ROMAC is a complex charity which relies heavily on a group of widely skilled and dedicated Rotary volunteers. The charity’s sole focus is on bringing children from our neighbouring Oceania countries to Australia or New Zealand for life saving and/or dignity restoring medical treatment.

To enable this, we need carers and operational managers but also people with marketing, fundraising and communication skills to ensure we have physical and financial support. We need this diverse support base to be integrated and to work together on common objectives to collectively treat our target number of patients each year.

We have 7 Regional Committees, 4 with District Committees and 1 National management structure comprising the Board and other key office bearers, including representatives from the Regional Committees. Our National Committees meet online each month and then, once a year come together for a three-day face-to-face Workshop.

Our 2023 Workshop was held in Adelaide from 2 – 5 November and was considered by all to be very productive. We finalised our new Strategic Plan with targets and identified our key performance indicators to treat 32 patients in the next twelve months. This was quite a clarifying process because it clearly demonstrated the need for all the different sections of the organisation to integrate and work closely with each other in order to achieve our desired outcomes. It not only clarified individual roles but also identified the need for more support people at the National level.

Specifically, we need more volunteers with IT, marketing, communication and fundraising backgrounds and skills, as well as people who are prepared to work closely with a group of Rotary Clubs to get more Clubs supporting ROMAC. Anyone with these sorts of skills and an interest in doing something really good for unfortunate children from our neighbouring countries should contact me at chair@romac.org.au.

Holding the Workshop in Adelaide enabled us to have the local software developer, who is currently upgrading our online patient information system eHR, to address the team, sort out our concerns and clarify ways forward.

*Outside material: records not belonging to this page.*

//! convert-host - Native messaging host for browser-side media conversion
//!
//! A browser extension launches the host and exchanges length-prefixed JSON
//! frames with it over stdin/stdout. The host answers three actions:
//!
//! - `ping` - liveness check
//! - `check_ffmpeg` - report whether the converter can be run
//! - `convert` - convert a recording to MP4 and remove the source on success
//!
//! Layers, leaf first:
//! - [`frame`]: length prefix + JSON body codec
//! - [`io`]: blocking frame reader/writer over byte streams
//! - [`message`]: validated requests and typed responses
//! - [`paths`]: output path derivation and `name (N).ext` disambiguation
//! - [`converter`]: supervised ffmpeg runs with a timeout
//! - [`dispatch`]: action routing
//! - [`interrupt`]: SIGINT/SIGTERM as a clean stop
//! - [`host`]: the serial request/response loop

pub mod config;
pub mod converter;
pub mod dispatch;
pub mod frame;
pub mod host;
pub mod interrupt;
pub mod io;
pub mod logging;
pub mod message;
pub mod paths;

#[cfg(test)]
mod testing;

pub use config::{ConverterConfig, HostConfig};
pub use converter::{Converter, FfmpegConverter};
pub use dispatch::Dispatcher;
pub use frame::{FrameError, Limits, Message};
pub use host::{HostRuntime, HostStats, RunSummary, StopReason};
pub use interrupt::Interrupt;
pub use io::{FrameReader, FrameWriter};
pub use message::{ConversionOutcome, Request, RequestError, Response, ToolStatus};
pub use paths::resolve_output_path;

We also had the Rotary insurance organisation, AON, speak to the group about coverage of our patients. This has led us to investigate new specific travel and accident insurance for our patients and their carers, which will be another overhead for ROMAC. The rest of our time in Adelaide was used in reviewing and upgrading our processes and procedures and reconsidering our structure in the light of Rotary’s Regionalisation project. And of course, for developing collegial relationships.

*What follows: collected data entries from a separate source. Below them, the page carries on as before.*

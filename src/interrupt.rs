//! Interrupt handling
//!
//! SIGINT and SIGTERM (Ctrl+C on Windows) stop the host the same way a closed
//! stdin does: the loop stops taking requests, logs its shutdown and returns,
//! so the log sink gets flushed on the way out. A conversion in flight has its
//! child killed and is answered as failed.
//!
//! [`Interrupt`] is the shared stop flag. Async code awaits
//! [`Interrupt::triggered`]; the blocking host loop selects on a
//! [`Interrupt::wake_channel`].

use crossbeam_channel::{bounded, Receiver, Sender};
use std::io;
use std::sync::{Arc, Mutex, PoisonError};
use std::thread;
use tokio::sync::watch;

/// Shared stop flag, cheap to clone
#[derive(Debug, Clone, Default)]
pub struct Interrupt {
    inner: Arc<Inner>,
}

#[derive(Debug)]
struct Inner {
    state: watch::Sender<bool>,
    wakers: Mutex<Vec<Sender<()>>>,
}

impl Default for Inner {
    fn default() -> Self {
        let (state, _) = watch::channel(false);
        Self {
            state,
            wakers: Mutex::new(Vec::new()),
        }
    }
}

impl Interrupt {
    pub fn new() -> Self {
        Self::default()
    }

    /// Raise the flag. Idempotent.
    pub fn trigger(&self) {
        let was_set = self.inner.state.send_replace(true);
        if was_set {
            return;
        }
        let wakers = self.inner.wakers.lock().unwrap_or_else(PoisonError::into_inner);
        for waker in wakers.iter() {
            let _ = waker.try_send(());
        }
    }

    pub fn is_triggered(&self) -> bool {
        *self.inner.state.borrow()
    }

    /// Resolves once the flag is raised.
    pub async fn triggered(&self) {
        let mut state = self.inner.state.subscribe();
        // The sender lives in `self`, so this only returns once the flag is set
        let _ = state.wait_for(|raised| *raised).await;
    }

    /// A channel that becomes ready once the flag is raised.
    pub fn wake_channel(&self) -> Receiver<()> {
        let (tx, rx) = bounded(1);
        let mut wakers = self.inner.wakers.lock().unwrap_or_else(PoisonError::into_inner);
        if self.is_triggered() {
            let _ = tx.try_send(());
        }
        wakers.push(tx);
        rx
    }
}

/// Raise `interrupt` when the process receives SIGINT or SIGTERM.
///
/// Handlers are registered before this returns, so from then on those
/// signals no longer terminate the process. Waiting happens on a dedicated
/// thread that logs through the caller's current dispatcher.
pub fn listen_for_signals(interrupt: Interrupt) -> io::Result<()> {
    let runtime = tokio::runtime::Builder::new_current_thread()
        .enable_io()
        .build()?;
    let signals = {
        let _entered = runtime.enter();
        Signals::register()?
    };
    let dispatch = tracing::dispatcher::get_default(|current| current.clone());

    thread::Builder::new()
        .name("signal-listener".to_string())
        .spawn(move || {
            tracing::dispatcher::with_default(&dispatch, || {
                let name = runtime.block_on(signals.recv());
                tracing::info!(signal = name, "Received signal");
                interrupt.trigger();
            })
        })?;
    Ok(())
}

#[cfg(unix)]
struct Signals {
    interrupt: tokio::signal::unix::Signal,
    terminate: tokio::signal::unix::Signal,
}

#[cfg(unix)]
impl Signals {
    fn register() -> io::Result<Self> {
        use tokio::signal::unix::{signal, SignalKind};
        Ok(Self {
            interrupt: signal(SignalKind::interrupt())?,
            terminate: signal(SignalKind::terminate())?,
        })
    }

    async fn recv(mut self) -> &'static str {
        tokio::select! {
            _ = self.interrupt.recv() => "SIGINT",
            _ = self.terminate.recv() => "SIGTERM",
        }
    }
}

#[cfg(not(unix))]
struct Signals {
    ctrl_c: tokio::signal::windows::CtrlC,
}

#[cfg(not(unix))]
impl Signals {
    fn register() -> io::Result<Self> {
        Ok(Self {
            ctrl_c: tokio::signal::windows::ctrl_c()?,
        })
    }

    async fn recv(mut self) -> &'static str {
        self.ctrl_c.recv().await;
        "CTRL_C"
    }
}

#[cfg(test)]
mod tests {
    use super::*;
    use std::time::Duration;

    // TEST260: A fresh flag is down and raising it is visible to every clone
    #[test]
    fn test260_trigger_is_shared() {
        let interrupt = Interrupt::new();
        let other = interrupt.clone();
        assert!(!other.is_triggered());

        interrupt.trigger();
        interrupt.trigger();

        assert!(other.is_triggered());
    }

    // TEST261: Wake channels fire on trigger, including ones opened afterwards
    #[test]
    fn test261_wake_channels() {
        let interrupt = Interrupt::new();
        let early = interrupt.wake_channel();
        assert!(early.try_recv().is_err());

        let trigger = interrupt.clone();
        let handle = thread::spawn(move || {
            thread::sleep(Duration::from_millis(50));
            trigger.trigger();
        });

        early
            .recv_timeout(Duration::from_secs(5))
            .expect("wake channel should fire");
        handle.join().unwrap();

        let late = interrupt.wake_channel();
        assert!(late.try_recv().is_ok());
    }

    // TEST262: triggered() resolves once the flag is raised from another thread
    #[test]
    fn test262_async_wait() {
        let runtime = tokio::runtime::Builder::new_current_thread()
            .enable_time()
            .build()
            .unwrap();
        let interrupt = Interrupt::new();

        let trigger = interrupt.clone();
        thread::spawn(move || {
            thread::sleep(Duration::from_millis(50));
            trigger.trigger();
        });

        let waited = runtime.block_on(async { tokio::time::timeout(Duration::from_secs(5), interrupt.triggered()).await });
        assert!(waited.is_ok(), "triggered() never resolved");

        // Already raised: resolves immediately
        runtime.block_on(interrupt.triggered());
    }
}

We held the 2023 ROMAC Annual General Meeting online by Zoom on Sunday 12 November. It was attended by the Board, our District Governor Representatives Representatives and 22 Rotary volunteers and supporters.

Patient Updates

Senri

Senri is progressing well attending school, working hard on his vigorous daily physiotherapy and enjoying spending time with fellow students from Kimberley College. Recently with encouragement from his teachers and fellow classmates Senri presented to his peers at a school assembly.

He spoke with passion about his life in the Solomons, his family and friends on the island. Telling his story of how he injured his hands was very emotional but he is very grateful for the help and support he has received from ROMAC,  Teachers and support team at Kimberley College, fellow students and many Rotarians and Rotary Clubs.

Senri will continue his education at Kimberley College until the end of term 4 and work hard on his hand physiotherapy as he will return to the Solomon Islands and be home with his family and friends for Christmas.

New Zealand Receives New Patients from Vanuatu

Doctor John Sterling identified two children needing treatment they could not get in their own country at one of the recent heart clinics he held in Vanuatu. ROMAC agreed to bring these children to New Zealand, at the same time on 16 November 2023, to be treated in Starship Hospital in Auckland. Both children need relatively straightforward procedures and ROMAC thought it would be beneficial for their mothers to have the company of each other for support.

Five-year-old Diana will be treated for congenital heart disease. She has a moderately large opening between two blood vessels leading from her heart (patent ductus arteriosus). The opening’s closure will be percutaneous, which is a less invasive procedure using a catheter to deliver devices to the heart. Diana and her mother Christine are being hosted by the Rotary Club of Remuera.

Twenty-month-old Fransisca and her mother Faina are being hosted by the Rotary Club of Downtown Auckland. Franscisca has a very large patent ductus arteriosus, with mild pulmonary hypertension. She will also have a percutaneous closure.

Both of these children are going to their pre-op assessment clinic on Monday after which surgery dates will be scheduled.